If the patient becomes unable to swallow, the equivalent intramuscular dose of morphine is half the oral solution dose. Diamorphine is preferred for injection because being more soluble, it can be given in a smaller volume. The equivalent intramuscular or subcantenous is approximately a third of the oral dose of morphine. Subcantenous infusion of diamorphine via syringe driver can be useful as it provides good control of symptoms with little discomfort or inconvenience to the patient. Many drugs are compatible with diamorphine in the syringe driver; examples include cyclizine, haloperidol, hyoscine and metoclopromide. Subcutaneous infusion solutions should always be monitored to check for precipitation and discolouration.

Adjunctive Therapy

Some types of pain, for example bone pain, incident-related pain, nerve and cerebral compression pain and neuropathic pain are only partially responsive and may require adjunctive therapy. Adjunct drugs can be used at all stages of the analgesic ladder to enhance the analgesic effect. Corticosteroids can be considered for patients with neurpathic pain from nerve compression or infiltration, bone pain and raised intracranial pressure. Dexamethascone and bethamnethascone are the drugs of choice due to their high glucocorticoid activity relative to mineralocorticoid activity. They have an anti inflammatory effect and reduce compressed pain by reducing oedema.

Gabapentin and pregabalin are licensed for neuropathic pain of all causes including diabethic peripheral neuropathy and postherpetic neuralgia.

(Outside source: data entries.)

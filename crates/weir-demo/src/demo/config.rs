use anyhow::bail;
use clap::{Parser, ValueEnum};
use core::time::Duration;

/// Which scenario the demo runs.
#[derive(ValueEnum, Debug, Clone, Copy, PartialEq, Eq)]
pub enum Scenario {
    All,
    Pool,
    Pipeline,
    FanIn,
    Merge,
    Failures,
    Cancel,
    Timeout,
}

impl Scenario {
    /// Scenarios run by [`Scenario::All`], in order.
    pub const EACH: [Self; 7] = [
        Self::Pool,
        Self::Pipeline,
        Self::FanIn,
        Self::Merge,
        Self::Failures,
        Self::Cancel,
        Self::Timeout,
    ];
}

/// Runtime configuration for the `weir-demo` binary.
///
/// All values are parsed from CLI arguments or environment variables (a
/// `.env` file is loaded first), with defaults small enough that every
/// scenario finishes in about a second.
#[derive(Parser, Debug, Clone)]
#[command(
    name = "weir-demo",
    version,
    about = "Walkthrough of bounded worker pools, pipelines and fan-in"
)]
pub struct CliArgs {
    /// Scenario to run.
    ///
    /// Environment variable: `WEIR_SCENARIO`
    #[arg(long, env = "WEIR_SCENARIO", value_enum, default_value = "all")]
    pub scenario: Scenario,

    /// Number of workers in the pool scenarios.
    ///
    /// Environment variable: `NUM_WORKERS`
    #[arg(long, env = "NUM_WORKERS", default_value_t = 3)]
    pub num_workers: usize,

    /// Number of work items the producer sends.
    ///
    /// Environment variable: `NUM_ITEMS`
    #[arg(long, env = "NUM_ITEMS", default_value_t = 5)]
    pub num_items: u64,

    /// Capacity of the task queue between producer and workers.
    ///
    /// A full queue makes the producer wait.
    ///
    /// Environment variable: `QUEUE_CAPACITY`
    #[arg(long, env = "QUEUE_CAPACITY", default_value_t = 10)]
    pub queue_capacity: usize,

    /// Capacity of the result sink between workers and the consumer.
    ///
    /// A full sink makes the workers wait.
    ///
    /// Environment variable: `SINK_CAPACITY`
    #[arg(long, env = "SINK_CAPACITY", default_value_t = 10)]
    pub sink_capacity: usize,

    /// Simulated work per item, in milliseconds.
    ///
    /// Environment variable: `WORK_DELAY_MS`
    #[arg(long, env = "WORK_DELAY_MS", default_value_t = 50)]
    pub work_delay_ms: u64,

    /// Seconds the running scenario gets to stop after Ctrl+C or SIGTERM.
    /// Also the per-worker grace period of the `cancel` scenario.
    ///
    /// Environment variable: `SHUTDOWN_TIMEOUT`
    #[arg(long, env = "SHUTDOWN_TIMEOUT", default_value_t = 3)]
    pub shutdown_timeout: u64,
}

#[derive(Debug, Clone)]
pub struct DemoConfig {
    pub scenario: Scenario,
    pub num_workers: usize,
    pub num_items: u64,
    pub queue_capacity: usize,
    pub sink_capacity: usize,
    pub work_delay: Duration,
    pub shutdown_timeout: Duration,
}

impl DemoConfig {
    pub fn scenarios(&self) -> &'static [Scenario] {
        match self.scenario {
            Scenario::All => &Scenario::EACH,
            Scenario::Pool => &[Scenario::Pool],
            Scenario::Pipeline => &[Scenario::Pipeline],
            Scenario::FanIn => &[Scenario::FanIn],
            Scenario::Merge => &[Scenario::Merge],
            Scenario::Failures => &[Scenario::Failures],
            Scenario::Cancel => &[Scenario::Cancel],
            Scenario::Timeout => &[Scenario::Timeout],
        }
    }
}

impl TryFrom<CliArgs> for DemoConfig {
    type Error = anyhow::Error;

    fn try_from(args: CliArgs) -> Result<Self, Self::Error> {
        if args.num_workers == 0 {
            bail!("NUM_WORKERS must be greater than 0");
        }
        if args.shutdown_timeout == 0 {
            bail!("SHUTDOWN_TIMEOUT must be at least 1 second");
        }

        Ok(Self {
            scenario: args.scenario,
            num_workers: args.num_workers,
            num_items: args.num_items,
            queue_capacity: args.queue_capacity,
            sink_capacity: args.sink_capacity,
            work_delay: Duration::from_millis(args.work_delay_ms),
            shutdown_timeout: Duration::from_secs(args.shutdown_timeout),
        })
    }
}

#[cfg(test)]
mod tests {
    use super::*;

    fn parse(args: &[&str]) -> anyhow::Result<DemoConfig> {
        let argv = core::iter::once("weir-demo").chain(args.iter().copied());
        let args = CliArgs::try_parse_from(argv)?;
        DemoConfig::try_from(args)
    }

    #[test]
    fn defaults() {
        let config = parse(&[]).unwrap();
        assert_eq!(config.scenario, Scenario::All);
        assert_eq!(config.num_workers, 3);
        assert_eq!(config.num_items, 5);
        assert_eq!(config.queue_capacity, 10);
        assert_eq!(config.sink_capacity, 10);
        assert_eq!(config.work_delay, Duration::from_millis(50));
        assert_eq!(config.shutdown_timeout, Duration::from_secs(3));
        assert_eq!(config.scenarios(), Scenario::EACH);
    }

    #[test]
    fn single_scenario() {
        let config = parse(&["--scenario", "fan-in", "--num-workers", "8"]).unwrap();
        assert_eq!(config.scenarios(), [Scenario::FanIn]);
        assert_eq!(config.num_workers, 8);
    }

    #[test]
    fn rejects_zero_workers() {
        let err = parse(&["--num-workers", "0"]).unwrap_err();
        assert!(err.to_string().contains("NUM_WORKERS"));
    }

    #[test]
    fn accepts_unbuffered_capacities() {
        let config = parse(&["--queue-capacity", "0", "--sink-capacity", "0"]).unwrap();
        assert_eq!(config.queue_capacity, 0);
        assert_eq!(config.sink_capacity, 0);
    }

    #[test]
    fn rejects_zero_shutdown_timeout() {
        assert!(parse(&["--shutdown-timeout", "0"]).is_err());
    }

    #[test]
    fn rejects_unknown_scenario() {
        assert!(parse(&["--scenario", "fan-out-fan-in"]).is_err());
    }
}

Anti-depressants and anticonvulsants - although not all licensed, low doses of antidepressants (e.g. amitriphyline) and anticonvulsants (e.g. carbonazepine) have been shown to be of value in neuropathic pain. Diazepan can be used to relieve associated muscular spas, in musculosketol pain, but should only be used for acute episodes.

If pain control cannot be achieved by drugs, non-pharmacological procedures may be tried. These include acupuncture, transcutaneous electrical nerve stimulation, physiotherapy and surgery.

Pain control is a very important aspect in care of the elderly. Pain can affect people's appetite, ability to sleep, energy levels, motivation, mood, and relationships with others. Absence from pain can improve patients' quality of life greatly. It is important to monitor your patients' pain and also the pain relief that they are receiving in order to ensure efficacy. All patients taking analgesics should also be monitored for side effects of drugs and be reassessed if necessary. If chronic pain continues despite treatment the patient should be referred to a pain specialist or palliative care expert. It is important to recognise the full extent of pain in the elderly population and to manage it appropriately.